Using lakeFS with the Glue Catalog¶

Overview¶

The integration between Glue and lakeFS is based on Data Catalog Exports.

This guide describes how to use lakeFS with the Glue Data Catalog. You'll be able to query your lakeFS data by specifying the repository, branch and commit in your SQL query. Currently, only read operations are supported on the tables. You will set up the automation required to work with lakeFS on top of the Glue Data Catalog, including:

Create a table descriptor under _lakefs_tables/<your-table>.yaml.

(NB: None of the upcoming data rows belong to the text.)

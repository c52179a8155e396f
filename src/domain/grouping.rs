//! Tally group layout and transition classification
//!
//! This module decides how a count is bucketed into groups of marks and
//! whether a count change crosses a group boundary. The layout is always
//! recomputed from scratch: changing the group size must re-bucket every
//! existing mark, so there is no incremental per-mark state to maintain.

use std::time::Duration;

/// How long a single group's enter or exit animation runs
pub const GROUP_ANIMATION_DURATION: Duration = Duration::from_millis(360);
/// Extra delay applied per group when several groups animate together
pub const GROUP_ANIMATION_STAGGER: Duration = Duration::from_millis(40);

/// A count change classified in terms of whole tally groups
///
/// Indices are 0-based group positions: index 0 is the first group ever
/// shown, increasing with each subsequent group. The renderer uses the
/// boundary index to decide which group elements enter or exit and in
/// what stagger order.
#[derive(Debug, Clone, Copy, PartialEq, Eq)]
pub enum GroupTransition {
    /// One or more groups appeared; `first_new_group` is the index of the
    /// first group that did not exist before the change
    Add { first_new_group: usize },
    /// One or more groups disappeared; `first_removed_group` is the index
    /// of the first group that no longer exists after the change
    Remove { first_removed_group: usize },
}

impl GroupTransition {
    /// Returns true for a transition that removes groups
    pub fn is_removal(&self) -> bool {
        matches!(self, GroupTransition::Remove { .. })
    }
}

/// Number of groups needed to hold `count` marks
///
/// `tallies_per_group` must be positive; the settings layer guarantees
/// this for every value it hands out.
pub fn group_count(count: u32, tallies_per_group: u32) -> usize {
    debug_assert!(tallies_per_group > 0);
    count.div_ceil(tallies_per_group) as usize
}

/// Classifies a count change in terms of whole tally groups
///
/// # Arguments
/// * `previous_count` - Count before the change
/// * `new_count` - Count after the change
/// * `tallies_per_group` - Marks per group (positive)
///
/// # Returns
/// None when no group boundary was crossed, otherwise the add or remove
/// transition with its 0-based boundary index
///
/// # Example
/// ```rust
/// use tally_counter::domain::grouping::{classify_transition, GroupTransition};
///
/// // 5 -> 6 with groups of five starts a second group
/// assert_eq!(
///     classify_transition(5, 6, 5),
///     Some(GroupTransition::Add { first_new_group: 1 })
/// );
/// // 4 -> 5 just fills the first group
/// assert_eq!(classify_transition(4, 5, 5), None);
/// ```
pub fn classify_transition(
    previous_count: u32,
    new_count: u32,
    tallies_per_group: u32,
) -> Option<GroupTransition> {
    let previous_groups = group_count(previous_count, tallies_per_group);
    let new_groups = group_count(new_count, tallies_per_group);

    if new_groups == previous_groups {
        return None;
    }

    if new_groups > previous_groups {
        return Some(GroupTransition::Add {
            first_new_group: previous_groups,
        });
    }

    Some(GroupTransition::Remove {
        first_removed_group: new_groups,
    })
}

/// Iterator over the sizes of each tally group for a given count
///
/// Yields `tallies_per_group` for every full group and the remainder
/// for the final partial group. Restartable and finite; cloning gives
/// an independent pass over the same layout.
#[derive(Debug, Clone)]
pub struct GroupSizes {
    remaining: u32,
    tallies_per_group: u32,
}

impl Iterator for GroupSizes {
    type Item = u32;

    fn next(&mut self) -> Option<u32> {
        if self.remaining == 0 {
            return None;
        }

        let size = self.remaining.min(self.tallies_per_group);
        self.remaining -= size;
        Some(size)
    }

    fn size_hint(&self) -> (usize, Option<usize>) {
        let len = group_count(self.remaining, self.tallies_per_group);
        (len, Some(len))
    }
}

impl ExactSizeIterator for GroupSizes {}

/// Builds the group layout for a count
///
/// # Arguments
/// * `count` - Total marks to lay out
/// * `tallies_per_group` - Marks per group (positive)
///
/// # Returns
/// An iterator producing `ceil(count / tallies_per_group)` group sizes
/// summing to `count`; empty for a count of zero
///
/// # Example
/// ```rust
/// use tally_counter::domain::grouping::build_groups;
///
/// let sizes: Vec<u32> = build_groups(7, 3).collect();
/// assert_eq!(sizes, vec![3, 3, 1]);
/// assert_eq!(build_groups(0, 5).count(), 0);
/// ```
pub fn build_groups(count: u32, tallies_per_group: u32) -> GroupSizes {
    debug_assert!(tallies_per_group > 0);
    GroupSizes {
        remaining: count,
        tallies_per_group,
    }
}

/// Stagger delay for a group entering at `group_index`
///
/// The first entering group starts immediately; each later one waits
/// one more stagger step.
pub fn enter_delay(group_index: usize, first_new_group: usize) -> Duration {
    let offset = group_index.saturating_sub(first_new_group) as u32;
    GROUP_ANIMATION_STAGGER * offset
}

/// Stagger delay for the `exit_position`-th group leaving (0-based)
pub fn exit_delay(exit_position: usize) -> Duration {
    GROUP_ANIMATION_STAGGER * exit_position as u32
}

/// Total time until every exiting group has finished animating
///
/// This is the delay after which a deferred count commit may run: the
/// base animation duration plus one stagger step per additional group.
pub fn removal_commit_delay(removed_groups: usize) -> Duration {
    let extra = removed_groups.saturating_sub(1) as u32;
    GROUP_ANIMATION_DURATION + GROUP_ANIMATION_STAGGER * extra
}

This will represent your table schema.
Write an exporter script that will:
Mirror your branch's state into Hive Symlink files readable by Athena.
Export the table descriptors from your branch to the Glue Catalog.
Set up lakeFS hooks to trigger the above script when specific events occur.

Example: Using Athena to query lakeFS data¶

Prerequisites¶

Before starting, make sure you have: 1. An active lakeFS installation with S3 as the backing storage, and a repository in this installation. 2. A database in Glue Data Catalog (lakeFS does not create one). 3. AWS Credentials with permission to manage Glue, Athena Query and S3 access.

Add table descriptor¶

Let's define a table, and commit it to lakeFS. Save the YAML below as animals.yaml and upload it to lakeFS.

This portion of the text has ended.